Rachel Bloom’s Plastic Surgery – What We Know So Far
Never has plastic surgery been more popular or normalized than in today’s society, especially if you are a actor, like Rachel Bloom, where your appearance can make or break your career. Has Rachel Bloom fallen for the temptation? Find out all plastic surgery facts and body measurements below.
Biography - A Short Wiki
Rachel was born April 3, 1987 in Los Angeles, California into a Jewish family. She earned a bachelor’s degree in Drama at New York University’s Tisch School of the Arts. She played on several TV shows, such as Allen Gregory, BoJack Horseman, and Robot Chicken. As of 2015, she has a role of Rebecca Bunch in Crazy Ex-Girlfriend. Bloom is married to Dan Gregor.

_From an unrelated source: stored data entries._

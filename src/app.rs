use std::net::SocketAddr;

use axum::{routing::get, Router};
use tower_http::{cors::CorsLayer, trace::TraceLayer};

use crate::state::AppState;
use crate::{auth, recipes};

pub fn build_app(state: AppState) -> Router {
    Router::new()
        .nest(
            "/api",
            Router::new()
                .merge(auth::router())
                .merge(recipes::router())
                .route("/health", get(|| async { "ok" })),
        )
        .with_state(state)
        .layer(CorsLayer::permissive())
        .layer(
            TraceLayer::new_for_http()
                .make_span_with(|req: &axum::http::Request<_>| {
                    let method = req.method().clone();
                    let uri = req.uri().clone();
                    tracing::info_span!("http_request", %method, uri = %uri)
                })
                .on_response(
                    |res: &axum::http::Response<_>,
                     _latency: std::time::Duration,
                     span: &tracing::Span| {
                        let status = res.status();
                        span.record("status", tracing::field::display(status));
                        if status.is_server_error() {
                            tracing::error!(%status, "response");
                        } else {
                            tracing::info!(%status, "response");
                        }
                    },
                ),
        )
}

pub async fn serve(app: Router) -> anyhow::Result<()> {
    let addr: SocketAddr = format!(
        "{}:{}",
        std::env::var("APP_HOST").unwrap_or_else(|_| "0.0.0.0".into()),
        std::env::var("APP_PORT").unwrap_or_else(|_| "8080".into())
    )
    .parse()?;

    tracing::info!("listening on {}", addr);
    let listener = tokio::net::TcpListener::bind(addr).await?;
    axum::serve(listener, app).await?;
    Ok(())
}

We have gathered all body measurements and statistics of Rachel Bloom, including bra size, cup size, shoe size, height, body shape, and weight.
|Height||1.63 m, 5’4” (feet & inches)|
|Weight||58 kg, 128 pounds|
|Cup Size (US)||Cup Size C|
|Shoe Size (US)||8|
|Dress Size (US)||10|
Which plastic surgery procedures have Rachel Bloom done? Below we have compiled a list of all known facts about the stars beauty enhancements:
Plastic Surgery Pics
Check out these pictures of Rachel Bloom. Is there any plastic surgery involved?
Quotes by Rachel Bloom
"It's understandable why TV hasn't been diverse because a lot of TV writers are white dudes from Harvard. And white dudes from Harvard aren't going to immediately want to write about trans issues. They're not immediately going to want to write about a Filipino family."

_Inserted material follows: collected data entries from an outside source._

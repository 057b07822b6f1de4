use axum::{
    extract::{FromRef, State},
    http::StatusCode,
    routing::{get, post},
    Json, Router,
};
use tracing::instrument;

use crate::{
    auth::{
        dto::{AuthResponse, LoginRequest, PublicUser, RegisterRequest},
        jwt::{AuthUser, JwtKeys},
        services,
    },
    error::ApiError,
    state::AppState,
};

pub fn auth_routes() -> Router<AppState> {
    Router::new()
        .route("/users/register", post(register))
        .route("/users/login", post(login))
        .route("/users/me", get(get_me).delete(delete_me))
}

#[instrument(skip(state, payload))]
async fn register(
    State(state): State<AppState>,
    Json(payload): Json<RegisterRequest>,
) -> Result<(StatusCode, Json<AuthResponse>), ApiError> {
    let keys = JwtKeys::from_ref(&state);
    let res = services::register(state.store.as_ref(), &keys, payload).await?;
    Ok((StatusCode::CREATED, Json(res)))
}

#[instrument(skip(state, payload))]
async fn login(
    State(state): State<AppState>,
    Json(payload): Json<LoginRequest>,
) -> Result<Json<AuthResponse>, ApiError> {
    let keys = JwtKeys::from_ref(&state);
    let res = services::login(state.store.as_ref(), &keys, payload).await?;
    Ok(Json(res))
}

#[instrument(skip(state))]
async fn get_me(
    State(state): State<AppState>,
    AuthUser(user_id): AuthUser,
) -> Result<Json<PublicUser>, ApiError> {
    let user = services::get_user(state.store.as_ref(), user_id).await?;
    Ok(Json(user))
}

#[instrument(skip(state))]
async fn delete_me(
    State(state): State<AppState>,
    AuthUser(user_id): AuthUser,
) -> Result<Json<bool>, ApiError> {
    services::delete_account(state.store.as_ref(), user_id).await?;
    Ok(Json(true))
}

"Fashion has always been a source of stress for me because I don't know how to dress myself. I'm short-torsoed with big boobs, and I don't really understand what a belt does. But you get on these shows, and people fit the clothing to you, and suddenly you learn, 'Oh, I should be wearing petite jackets.'"
"I lived with Ilana Glazer of 'Broad City.' She was my roommate for a year and a half. I was living with her just as she was creating and filming 'Broad City.' Both of us, and a lot of my friends, come from the Upright Citizens Brigade theater either in New York or L.A."

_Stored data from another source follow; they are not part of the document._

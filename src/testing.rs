//! In-memory store for service-level tests. Each test builds its own
//! [`MemStore`] so no state is shared between cases.

use std::sync::Mutex;

use async_trait::async_trait;
use time::OffsetDateTime;
use uuid::Uuid;

use crate::auth::jwt::JwtKeys;
use crate::auth::repo::{User, UserStore};
use crate::config::JwtConfig;
use crate::error::ApiError;
use crate::recipes::repo::{Recipe, RecipeStore, RecipeWithOwner};

#[derive(Default)]
struct Inner {
    users: Vec<User>,
    recipes: Vec<Recipe>,
}

#[derive(Default)]
pub struct MemStore {
    inner: Mutex<Inner>,
}

impl MemStore {
    pub fn new() -> Self {
        Self::default()
    }

    fn with_owner(&self, inner: &Inner, recipe: &Recipe) -> RecipeWithOwner {
        let owner_username = inner
            .users
            .iter()
            .find(|u| u.id == recipe.owner_id)
            .map(|u| u.username.clone())
            .unwrap_or_default();
        RecipeWithOwner {
            recipe: recipe.clone(),
            owner_username,
        }
    }

    fn sorted_views(&self, inner: &Inner, owner: Option<Uuid>) -> Vec<RecipeWithOwner> {
        let mut rows: Vec<&Recipe> = inner
            .recipes
            .iter()
            .filter(|r| owner.map_or(true, |o| r.owner_id == o))
            .collect();
        // Stable sort: equal timestamps keep insertion order.
        rows.sort_by(|a, b| b.created_at.cmp(&a.created_at));
        rows.into_iter().map(|r| self.with_owner(inner, r)).collect()
    }
}

#[async_trait]
impl UserStore for MemStore {
    async fn insert_user(&self, user: &User) -> Result<(), ApiError> {
        let mut inner = self.inner.lock().unwrap();
        if inner.users.iter().any(|u| u.email == user.email) {
            return Err(ApiError::Conflict("User with this email already exists".into()));
        }
        if inner.users.iter().any(|u| u.username == user.username) {
            return Err(ApiError::Conflict(
                "User with this username already exists".into(),
            ));
        }
        inner.users.push(user.clone());
        Ok(())
    }

    async fn user_by_email(&self, email: &str) -> Result<Option<User>, ApiError> {
        let inner = self.inner.lock().unwrap();
        Ok(inner.users.iter().find(|u| u.email == email).cloned())
    }

    async fn user_by_username(&self, username: &str) -> Result<Option<User>, ApiError> {
        let inner = self.inner.lock().unwrap();
        Ok(inner.users.iter().find(|u| u.username == username).cloned())
    }

    async fn user_by_id(&self, id: Uuid) -> Result<Option<User>, ApiError> {
        let inner = self.inner.lock().unwrap();
        Ok(inner.users.iter().find(|u| u.id == id).cloned())
    }

    async fn user_exists(&self, id: Uuid) -> Result<bool, ApiError> {
        let inner = self.inner.lock().unwrap();
        Ok(inner.users.iter().any(|u| u.id == id))
    }

    async fn delete_user(&self, id: Uuid) -> Result<bool, ApiError> {
        let mut inner = self.inner.lock().unwrap();
        let before = inner.users.len();
        inner.recipes.retain(|r| r.owner_id != id);
        inner.users.retain(|u| u.id != id);
        Ok(inner.users.len() < before)
    }
}

#[async_trait]
impl RecipeStore for MemStore {
    async fn insert_recipe(&self, recipe: &Recipe) -> Result<(), ApiError> {
        let mut inner = self.inner.lock().unwrap();
        inner.recipes.push(recipe.clone());
        Ok(())
    }

    async fn recipe_by_id(&self, id: Uuid) -> Result<Option<Recipe>, ApiError> {
        let inner = self.inner.lock().unwrap();
        Ok(inner.recipes.iter().find(|r| r.id == id).cloned())
    }

    async fn recipe_with_owner(&self, id: Uuid) -> Result<Option<RecipeWithOwner>, ApiError> {
        let inner = self.inner.lock().unwrap();
        Ok(inner
            .recipes
            .iter()
            .find(|r| r.id == id)
            .map(|r| self.with_owner(&inner, r)))
    }

    async fn list_recipes(&self) -> Result<Vec<RecipeWithOwner>, ApiError> {
        let inner = self.inner.lock().unwrap();
        Ok(self.sorted_views(&inner, None))
    }

    async fn list_recipes_by_owner(
        &self,
        owner_id: Uuid,
    ) -> Result<Vec<RecipeWithOwner>, ApiError> {
        let inner = self.inner.lock().unwrap();
        Ok(self.sorted_views(&inner, Some(owner_id)))
    }

    async fn update_recipe(&self, recipe: &Recipe) -> Result<(), ApiError> {
        let mut inner = self.inner.lock().unwrap();
        if let Some(existing) = inner.recipes.iter_mut().find(|r| r.id == recipe.id) {
            *existing = recipe.clone();
        }
        Ok(())
    }

    async fn delete_recipe(&self, id: Uuid) -> Result<bool, ApiError> {
        let mut inner = self.inner.lock().unwrap();
        let before = inner.recipes.len();
        inner.recipes.retain(|r| r.id != id);
        Ok(inner.recipes.len() < before)
    }
}

pub fn test_keys() -> JwtKeys {
    JwtKeys::from(&JwtConfig {
        secret: "test-secret".into(),
        issuer: "test-issuer".into(),
        audience: "test-aud".into(),
        ttl_minutes: 5,
    })
}

/// Insert a user directly, bypassing registration. Returns the new id.
pub async fn seed_user(store: &MemStore, username: &str, email: &str) -> Uuid {
    let now = OffsetDateTime::now_utc();
    let user = User {
        id: Uuid::new_v4(),
        username: username.into(),
        email: email.into(),
        password_hash: "unused-in-tests".into(),
        created_at: now,
        updated_at: now,
    };
    let id = user.id;
    store.insert_user(&user).await.expect("seed user");
    id
}
use crate::state::AppState;
use axum::Router;

pub mod dto;
pub mod handlers;
pub mod repo;
pub mod services;

pub fn router() -> Router<AppState> {
    Router::new()
        .merge(handlers::read_routes())
        .merge(handlers::write_routes())
}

"My standards are based on shows I like, like 'Girls' or 'Arrested Development.' And they're all shows that are groundbreaking. I guess in the back of my head, I think, If you're not being groundbreaking, then what are you doing? If you're not being ballsy and honest and vulgar, then what are you doing?"
"Jewish, black, Filipino, whatever the specificity is, it's specificity that makes a good story. And I think people are tired of seeing the same old shtick on network television. It's just a group of white people hanging out talking about their jobs. Who cares? We've seen that."